What you have to do:
Using the listing that follows, filter out every line lacking the string "exit" and return the rest.

_____

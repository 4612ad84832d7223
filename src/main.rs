//! Reel-Harvest main entry point
//!
//! This is the command-line interface for the Reel-Harvest genre crawler.

use anyhow::{bail, Context};
use clap::Parser;
use reel_harvest::checkpoint::{CheckpointConfig, CheckpointState, CheckpointStore};
use reel_harvest::config::{load_config_with_hash, validate, Config};
use reel_harvest::crawler::run_crawl;
use reel_harvest::output::{
    export_dataset, print_summary, read_manual_records, write_failure_report,
};
use reel_harvest::planner::plan_tasks;
use reel_harvest::{TaskId, TaskState};
use std::path::PathBuf;
use tokio_util::sync::CancellationToken;
use tracing_subscriber::EnvFilter;

/// Reel-Harvest: a resumable genre crawler for Indian cinema
///
/// Reel-Harvest walks the per-year, per-language film categories of a wiki,
/// keeps the titles that belong to the configured genre, and resolves a poster
/// and description for each. Progress is checkpointed after every task.
#[derive(Parser, Debug)]
#[command(name = "reel-harvest")]
#[command(version)]
#[command(about = "A resumable genre crawler for Indian cinema", long_about = None)]
struct Cli {
    /// Path to TOML configuration file (defaults apply when omitted)
    #[arg(short, long, value_name = "FILE")]
    config: Option<PathBuf>,

    /// First year to crawl
    #[arg(long)]
    start_year: Option<i32>,

    /// Last year to crawl, inclusive
    #[arg(long)]
    end_year: Option<i32>,

    /// Category keys, comma separated
    #[arg(long, value_delimiter = ',')]
    categories: Option<Vec<String>>,

    /// Keep the configured category order instead of crawling south Indian categories first
    #[arg(long)]
    no_south_first: bool,

    /// Size of the detail page worker pool
    #[arg(long)]
    workers: Option<usize>,

    /// Minimum delay between requests in milliseconds
    #[arg(long)]
    delay_ms: Option<u64>,

    /// Pause after this many tasks complete (0 disables)
    #[arg(long)]
    pause_after: Option<usize>,

    /// Continue from an existing checkpoint
    #[arg(long, conflicts_with = "fresh")]
    resume: bool,

    /// Start over, replacing any existing checkpoint
    #[arg(long, conflicts_with = "resume")]
    fresh: bool,

    /// Only retry tasks recorded as failed
    #[arg(long)]
    failed_only: bool,

    /// Checkpoint file path
    #[arg(long, value_name = "FILE")]
    checkpoint: Option<PathBuf>,

    /// Dataset CSV path (JSON is written alongside)
    #[arg(short, long, value_name = "FILE")]
    output: Option<PathBuf>,

    /// Merge records from a CSV file into the checkpoint and exit
    #[arg(long, value_name = "FILE", conflicts_with_all = ["dry_run", "failed_report", "complete_task"])]
    import_records: Option<PathBuf>,

    /// Mark a task (YEAR:CATEGORY) as complete and exit; may be repeated
    #[arg(long, value_name = "ID", conflicts_with_all = ["dry_run", "failed_report", "import_records"])]
    complete_task: Vec<String>,

    /// Write the failed task report from the checkpoint and exit
    #[arg(long, conflicts_with_all = ["dry_run", "import_records", "complete_task"])]
    failed_report: bool,

    /// Validate config and show the task plan without crawling
    #[arg(long, conflicts_with_all = ["failed_report", "import_records", "complete_task"])]
    dry_run: bool,

    /// Increase logging verbosity (-v, -vv, -vvv)
    #[arg(short, long, action = clap::ArgAction::Count)]
    verbose: u8,

    /// Suppress non-error output
    #[arg(short, long, conflicts_with = "verbose")]
    quiet: bool,
}

#[tokio::main]
async fn main() -> anyhow::Result<()> {
    let cli = Cli::parse();

    setup_logging(cli.verbose, cli.quiet);

    let config = load_effective_config(&cli)?;
    let store = CheckpointStore::new(&config.output.checkpoint_path);

    if cli.dry_run {
        handle_dry_run(&config, &store)
    } else if cli.failed_report {
        handle_failed_report(&config, &store)
    } else if let Some(path) = &cli.import_records {
        handle_import(&config, &store, path)
    } else if !cli.complete_task.is_empty() {
        handle_complete_tasks(&config, &store, &cli.complete_task)
    } else {
        handle_crawl(config, store, cli.resume, cli.fresh).await
    }
}

/// Sets up the logging/tracing subscriber based on verbosity level
fn setup_logging(verbose: u8, quiet: bool) {
    let filter = if quiet {
        EnvFilter::new("error")
    } else {
        match verbose {
            0 => EnvFilter::new("reel_harvest=info,warn"),
            1 => EnvFilter::new("reel_harvest=debug,info"),
            2 => EnvFilter::new("reel_harvest=trace,debug"),
            _ => EnvFilter::new("trace"),
        }
    };

    tracing_subscriber::fmt()
        .with_env_filter(filter)
        .with_target(false)
        .with_thread_ids(false)
        .with_file(false)
        .init();
}

/// Loads the config file (if any) and applies command-line overrides
fn load_effective_config(cli: &Cli) -> anyhow::Result<Config> {
    let mut config = match &cli.config {
        Some(path) => {
            tracing::info!("Loading configuration from: {}", path.display());
            let (config, hash) = load_config_with_hash(path)
                .with_context(|| format!("Failed to load configuration {}", path.display()))?;
            tracing::info!("Configuration loaded successfully (hash: {})", hash);
            config
        }
        None => {
            tracing::debug!("No configuration file given, using defaults");
            Config::default()
        }
    };

    if let Some(year) = cli.start_year {
        config.crawl.start_year = year;
    }
    if let Some(year) = cli.end_year {
        config.crawl.end_year = year;
    }
    if let Some(categories) = &cli.categories {
        config.crawl.categories = categories
            .iter()
            .map(|c| c.trim().to_lowercase())
            .filter(|c| !c.is_empty())
            .collect();
    }
    if cli.no_south_first {
        config.crawl.south_first = false;
    }
    if let Some(workers) = cli.workers {
        config.fetch.workers = workers;
    }
    if let Some(delay) = cli.delay_ms {
        config.fetch.request_delay_ms = delay;
    }
    if let Some(pause_after) = cli.pause_after {
        config.run.pause_after = pause_after;
    }
    if cli.failed_only {
        config.run.failed_only = true;
    }
    if let Some(path) = &cli.checkpoint {
        config.output.checkpoint_path = path.clone();
    }
    if let Some(path) = &cli.output {
        config.output.dataset_path = path.clone();
    }

    validate(&config).context("Invalid configuration")?;
    Ok(config)
}

/// Handles the --dry-run mode: shows the task plan with checkpoint markers
fn handle_dry_run(config: &Config, store: &CheckpointStore) -> anyhow::Result<()> {
    let tasks = plan_tasks(config)?;
    let state = if store.exists() {
        Some(store.load_existing()?)
    } else {
        None
    };

    println!("=== Reel-Harvest Dry Run ===\n");
    println!(
        "Years: {}..={}  Genre: {}  Workers: {}  Delay: {}ms",
        config.crawl.start_year,
        config.crawl.end_year,
        config.filter.genre,
        config.fetch.workers,
        config.fetch.request_delay_ms
    );
    println!("Checkpoint: {}", store.path().display());
    println!("Dataset:    {}\n", config.output.dataset_path.display());

    let mut pending = 0;
    for task in &tasks {
        let task_state = state
            .as_ref()
            .map_or(TaskState::Pending, |s| s.durable_state(&task.id()));
        let marker = match task_state {
            TaskState::Completed => "[done]  ",
            TaskState::Failed => "[failed]",
            _ => {
                pending += 1;
                "        "
            }
        };
        println!("{} {:<16} {}", marker, task.id(), task.source_url);
    }

    println!("\n✓ Configuration is valid");
    println!("✓ {} tasks planned, {} pending", tasks.len(), pending);

    Ok(())
}

/// Handles the --failed-report mode
fn handle_failed_report(config: &Config, store: &CheckpointStore) -> anyhow::Result<()> {
    let state = store.load_existing()?;
    let path = &config.output.failure_report_path;
    let rows = write_failure_report(&state, path)?;

    for (task_id, error) in &state.failed_tasks {
        println!("{}\t{}", task_id, error);
    }
    println!("\n✓ {} failed tasks written to {}", rows, path.display());

    Ok(())
}

/// Handles the --import-records mode
fn handle_import(
    config: &Config,
    store: &CheckpointStore,
    path: &std::path::Path,
) -> anyhow::Result<()> {
    let records = read_manual_records(path)?;
    let mut state = store.load_or_new(&CheckpointConfig::from_config(config))?;

    let outcome = state.merge_manual_records(records);
    store.save(&state)?;

    println!(
        "✓ Imported {} records from {} ({} duplicates skipped)",
        outcome.added,
        path.display(),
        outcome.skipped
    );

    Ok(())
}

/// Handles the --complete-task mode
fn handle_complete_tasks(
    config: &Config,
    store: &CheckpointStore,
    ids: &[String],
) -> anyhow::Result<()> {
    // validate every id before touching the checkpoint
    let ids = ids
        .iter()
        .map(|id| id.parse::<TaskId>())
        .collect::<Result<Vec<_>, _>>()?;

    let mut state = store.load_or_new(&CheckpointConfig::from_config(config))?;
    for id in &ids {
        if state.mark_task_complete_manually(id) {
            println!("✓ {} marked complete (was failed)", id);
        } else {
            println!("✓ {} marked complete", id);
        }
    }
    store.save(&state)?;

    Ok(())
}

/// Handles the main crawl operation
async fn handle_crawl(
    config: Config,
    store: CheckpointStore,
    resume: bool,
    fresh: bool,
) -> anyhow::Result<()> {
    let checkpoint_config = CheckpointConfig::from_config(&config);

    let state = if fresh {
        tracing::info!("Starting fresh crawl (ignoring previous state)");
        CheckpointState::new(checkpoint_config)
    } else if store.exists() && !resume {
        bail!(
            "Checkpoint {} already exists; pass --resume to continue it or --fresh to start over",
            store.path().display()
        );
    } else {
        let state = store.load_for_resume(&checkpoint_config)?;
        tracing::info!(
            "Resuming crawl: {} completed, {} failed, {} records",
            state.completed_tasks.len(),
            state.failed_tasks.len(),
            state.records.len()
        );
        state
    };

    let cancel = CancellationToken::new();
    let signal_token = cancel.clone();
    tokio::spawn(async move {
        if tokio::signal::ctrl_c().await.is_ok() {
            tracing::warn!("Interrupt received, finishing in-flight work");
            signal_token.cancel();
        }
    });

    let output = config.output.clone();
    let (summary, state) = run_crawl(config, state, store, cancel).await?;

    export_dataset(&state.records, &output.dataset_path)?;
    write_failure_report(&state, &output.failure_report_path)?;
    print_summary(&summary);

    Ok(())
}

_____

Response to this task:
    /// Merge records from a CSV file into the checkpoint and exit
    /// Mark a task (YEAR:CATEGORY) as complete and exit; may be repeated
    /// Write the failed task report from the checkpoint and exit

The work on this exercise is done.